Yilma Seleshi a representative from the Ethiopian Water Resource Institute said that the dam will also reduce the frequent floods that affect people and infrastructure on the banks of the Blue Nile.
Khartoum, Sudan’s capital is where the Blue Nile meets the longer but slower moving White Nile that has travelled north through Uganda and South Sudan.
Egypt has expressed concerns over Ethiopia’s dam building programmes but Seleshi said that the GERD will benefit downstream countries in terms of reducing sedimentation and evaporation without diminishing the amount of water that flows to the countries.
Addis Ababa University President, Dr. Admasu Tsegaye, said such symposiums will enable uncertainties, confusion and doubts raised by concerned groups with regard to the dam project to be cleared up.
“It will contribute to creating mutual understanding and trust among upper and lower riparian countries.

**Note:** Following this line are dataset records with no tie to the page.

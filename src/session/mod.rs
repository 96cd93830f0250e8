pub(crate) mod design;
use super::*;
use crate::model::roofline::{Segment, SegmentType};
use serde_json::json;

fn cfg() -> RooflineConfiguration {
    let mut front = Segment::new("front", "Front", 40, SegmentType::Run);
    front.location = Some(Location::Front);
    front.sort_order = 1;
    let mut corner = Segment::new("corner", "Corner", 10, SegmentType::Corner);
    corner.sort_order = 2;
    let mut peak = Segment::new("peak", "Peak", 20, SegmentType::Peak);
    peak.sort_order = 3;
    peak.level = 2;
    RooflineConfiguration::new(vec![front, corner, peak]).unwrap()
}

#[test]
fn all_zones_always_overlap() {
    assert!(ZoneSelector::All.overlaps(&ZoneSelector::All));
}

#[test]
fn same_kind_selectors_overlap_on_intersection() {
    let a = ZoneSelector::Segments {
        ids: vec!["a".into(), "b".into()],
    };
    let b = ZoneSelector::Segments {
        ids: vec!["b".into()],
    };
    let c = ZoneSelector::Segments {
        ids: vec!["c".into()],
    };
    assert!(a.overlaps(&b));
    assert!(!a.overlaps(&c));

    let r1 = ZoneSelector::Custom {
        ranges: vec![PixelRange::new(0, 9)],
    };
    let r2 = ZoneSelector::Custom {
        ranges: vec![PixelRange::new(9, 20)],
    };
    let r3 = ZoneSelector::Custom {
        ranges: vec![PixelRange::new(10, 20)],
    };
    assert!(r1.overlaps(&r2));
    assert!(!r1.overlaps(&r3));
}

#[test]
fn different_kinds_do_not_overlap() {
    let roles = ZoneSelector::Architectural {
        roles: vec![ArchitecturalRole::Corner],
    };
    assert!(!roles.overlaps(&ZoneSelector::All));
    assert!(!ZoneSelector::Level { level: 1 }.overlaps(&roles));
}

#[test]
fn resolve_maps_selectors_to_pixels() {
    let cfg = cfg();
    assert_eq!(ZoneSelector::All.resolve(&cfg), vec![0..70]);
    assert_eq!(
        ZoneSelector::Architectural {
            roles: vec![ArchitecturalRole::Corner, ArchitecturalRole::Peak]
        }
        .resolve(&cfg),
        vec![40..50, 50..70]
    );
    assert_eq!(
        ZoneSelector::Location {
            location: Location::Front
        }
        .resolve(&cfg),
        vec![0..40]
    );
    assert_eq!(ZoneSelector::Level { level: 2 }.resolve(&cfg), vec![50..70]);
    assert_eq!(
        ZoneSelector::Custom {
            ranges: vec![PixelRange::new(65, 100), PixelRange::new(80, 90)]
        }
        .resolve(&cfg),
        vec![65..70]
    );
    assert_eq!(
        ZoneSelector::Segments {
            ids: vec!["missing".into()]
        }
        .pixel_count(&cfg),
        0
    );
}

#[test]
fn tagged_json_shapes() {
    let z = ZoneSelector::Segments {
        ids: vec!["a".into()],
    };
    assert_eq!(
        serde_json::to_value(&z).unwrap(),
        json!({"type": "segments", "ids": ["a"]})
    );
    let r = SpacingRule::Pattern {
        on_count: 1,
        off_count: 2,
    };
    assert_eq!(
        serde_json::to_value(r).unwrap(),
        json!({"type": "pattern", "onCount": 1, "offCount": 2})
    );
    assert_eq!(
        serde_json::to_value(SpacingRule::AnchorsOnly).unwrap(),
        json!({"type": "anchorsOnly"})
    );
}

#[test]
fn motion_reverse_follows_direction() {
    let m = MotionSettings::new(MotionType::Wave, MotionDirection::RightToLeft);
    assert!(m.reverse);
    assert_eq!(m.effect, Effect::Colorwaves);
    assert!(!MotionSettings::new(MotionType::Chase, MotionDirection::Outward).reverse);
}

#[test]
fn choice_preview_comes_from_value() {
    let c = ClarificationChoice::new(
        "a",
        "Forest green",
        true,
        Some(ChoiceValue::Color {
            color: Rgbw::rgb(34, 139, 34),
        }),
    );
    assert_eq!(c.value_preview.as_deref(), Some("#228b22"));
}

#[test]
fn confidence_is_clamped_on_construction() {
    let i = DesignIntent::from_parts("x".into(), vec![], vec![], 1.7, Utc::now());
    assert_eq!(i.confidence(), 1.0);
    let j = i.derive(vec![], vec![], -0.2);
    assert_eq!(j.confidence(), 0.0);
    assert_eq!(j.original_text(), "x");
}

These two things are decisive to collaboratively work towards reaping shared benefits from the construction of the GERD,” he said.
The symposium titled "Opportunities for Regional Development" brought together over 300 scholars, Ethiopian and foreign researchers, government officials diplomats and representatives from development partners.
Researchers presented some 12 papers on subjects including dam safety, geological hazards, environmental dimensions of the Nile’s water, development and regional integration.
One of the participants, Solomon Belay, who is a hydro-geologist and researcher told Sudan Tribune that hydro-solidarity must be a binding rule between lower and upper riparian countries with regard to Nile water resources.
Citing the recent strong rhetoric by some Egyptian leaders, Belay added that Egypt must end its historical hegemony over the Nile’s water and start to cooperate with others so all riparian countries will have equitable access to the Nile’s water.
Many country’s in the Nile basin argue that a fairer distribution of the Nile’s water would enable them to execute developmental projects that will help lift their people from poverty.
A pre-colonial era treaty has given Egypt 80% of the Nile’s water resources, allowing the North African country a veto against any project by another country.
When asked about concerns large parts of Sudan would be flooded if the Grand Ethiopia Renaissance Dam collapses, another researcher, Girma Abate told Sudan Tribune that the tripartite panel of international experts, which had been assessing on the dam’s impact, have given assurances that the power plant project meets international standards.
He added the construction site - in Ethiopia’s Benshangul Gumuz - is safe from earthquake concerns.
When completed, the $4.8 billion Grand Ethiopia Renaissance Dam will have a power generating capacity of 6000 MW. Ethiopia says the move to harness the river aims to curb poverty by exporting hydro-electricity.
Ethiopia could earn up to 2 million euros a day by selling electricity to neighboring countries.
Currently the East African nation is exporting electricity to Sudan and Djibouti.
After assessing the Nile dam impacts for over a year a panel of international experts recently released its final report concluding that the dam poses no significant harm to downstream countries.
The report revealed that the dam brings benefits to Egypt and Sudan by protecting them from flooding, reducing sedimentation, enabling irrigation expansion, boosting water use efficiency and providing them with cheap and clean energy.